Since then, Riehl’s service has given girls basketball
players in Wisconsin a chance to get to the collegiate level.
“This project has afforded me the opportunity and incentive
to find those players, get the information to the universities and upgrade the
opinion of this state’s basketball program,” Riehl said in the article.
He added, “Integrity, creditability and validity are the
goals we seek in providing this service.”
More than 500 former and current Division I girls basketball
players participated in WCSS sessions. One of the most notable was Sonja
Henning.
Henning graduated from Racine Horlick in 1987 as the state’s
all-time leading scorer (2,236). She was the Wisconsin Player of the Year in
1987, then the National High School Player of the Year, before becoming the
NCAA Player of the Year while leading Stanford to the National Championship in
1989.
Another one was Sandy Botham, a Madison West graduate, who
went on to play on a scholarship at Notre Dame. Later, Botham went into
coaching and led the University of Wisconsin- Milwaukee women’s program from
1996-2012 where she was a three-time Horizon League Coach of the Year and the
second-winningest coach in school history.

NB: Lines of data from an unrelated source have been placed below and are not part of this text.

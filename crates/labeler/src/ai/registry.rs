//! Provider Registry - resolves model specs to provider instances.
//!
//! Model specs are either `provider/model` (e.g. `openai/gpt-4o-mini`) or a
//! bare model name, which is matched to the provider that serves it.

use std::collections::HashMap;
use std::sync::Arc;

use crate::errors::{LabelerError, LabelerResult};

use super::anthropic::AnthropicProvider;
use super::openai::OpenAIProvider;
use super::provider::AIProvider;

/// Default model spec when none is configured.
pub const DEFAULT_MODEL_SPEC: &str = "openai/gpt-4o-mini";

/// Registry of available model providers.
#[derive(Default)]
pub struct ProviderRegistry {
    providers: HashMap<String, Arc<dyn AIProvider>>,
}

impl ProviderRegistry {
    /// Create an empty registry.
    pub fn new() -> Self {
        Self::default()
    }

    /// Create a registry with the built-in providers, configured from the environment.
    pub fn with_defaults() -> Self {
        let mut registry = Self::new();
        registry.register(Arc::new(OpenAIProvider::from_env()));
        registry.register(Arc::new(AnthropicProvider::from_env()));
        registry
    }

    /// Register a provider under its own name.
    pub fn register(&mut self, provider: Arc<dyn AIProvider>) {
        self.providers.insert(provider.name().to_string(), provider);
    }

    /// Get a provider by name.
    pub fn get(&self, name: &str) -> Option<Arc<dyn AIProvider>> {
        self.providers.get(name).cloned()
    }

    /// Get a provider that supports a specific model.
    pub fn get_for_model(&self, model: &str) -> Option<Arc<dyn AIProvider>> {
        let mut names: Vec<&String> = self.providers.keys().collect();
        names.sort();
        names
            .into_iter()
            .map(|name| &self.providers[name])
            .find(|p| p.supports_model(model))
            .cloned()
    }

    /// All registered provider names, sorted.
    pub fn provider_names(&self) -> Vec<String> {
        let mut names: Vec<String> = self.providers.keys().cloned().collect();
        names.sort();
        names
    }

    /// Resolve a model spec to a configured provider and the model name to send.
    pub fn resolve(&self, spec: &str) -> LabelerResult<(Arc<dyn AIProvider>, String)> {
        let spec = spec.trim();
        let (provider, model) = match spec.split_once('/') {
            Some((provider_name, model)) if !provider_name.is_empty() && !model.is_empty() => {
                let provider = self.get(provider_name).ok_or_else(|| {
                    LabelerError::config(format!(
                        "unknown model provider '{provider_name}' (available: {})",
                        self.provider_names().join(", ")
                    ))
                })?;
                (provider, model)
            }
            Some(_) => {
                return Err(LabelerError::config(format!("invalid model spec '{spec}'")));
            }
            None => {
                let provider = self.get_for_model(spec).ok_or_else(|| {
                    LabelerError::config(format!(
                        "no provider serves model '{spec}'; use the provider/model form"
                    ))
                })?;
                (provider, spec)
            }
        };

        if !provider.is_configured() {
            return Err(LabelerError::ProviderNotConfigured {
                provider: format!("{} ({} not set)", provider.name(), provider.api_key_env_var()),
            });
        }

        Ok((provider, model.to_string()))
    }
}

In the weeks that followed his diagnosis, Riehl was inducted
onto the West Bend Athletics Wall of Fame.
Riehl will be inducted into the Wisconsin Basketball Coaches
Association Hall of Fame at a later date. The hope was to do the presentation
at an East girls basketball game this season.
It is unclear when the ceremony will take place.
WBCA Executive Director Jerry Petitgoue said Riehl’s
induction is “long overdue.”
On Nov. 7, Riehl was recognized by Concordia when the school
renamed the press box at the football stadium in his honor.
“The Concordia University- Wisconsin community mourns
together with Rick’s wife, Donna, his wonderful family and many friends,” said
Patrick Ferry, Concordia’s president. “Truly, Rick’s was a life that mattered.
He made a difference and had an impact on so many people as a teacher, coach
and mentor. He lived out our university’s mission of ‘helping students develop
on mind, body and spirit for service to Christ in the church and world.’ Now he
is in the nearer presence of Jesus celebrating the ultimate victory. We do not
grieve without hope. Rick will truly be missed.”
Riehl is survived by his wife, Donna, and three children,
Tara, Troy and Tyler.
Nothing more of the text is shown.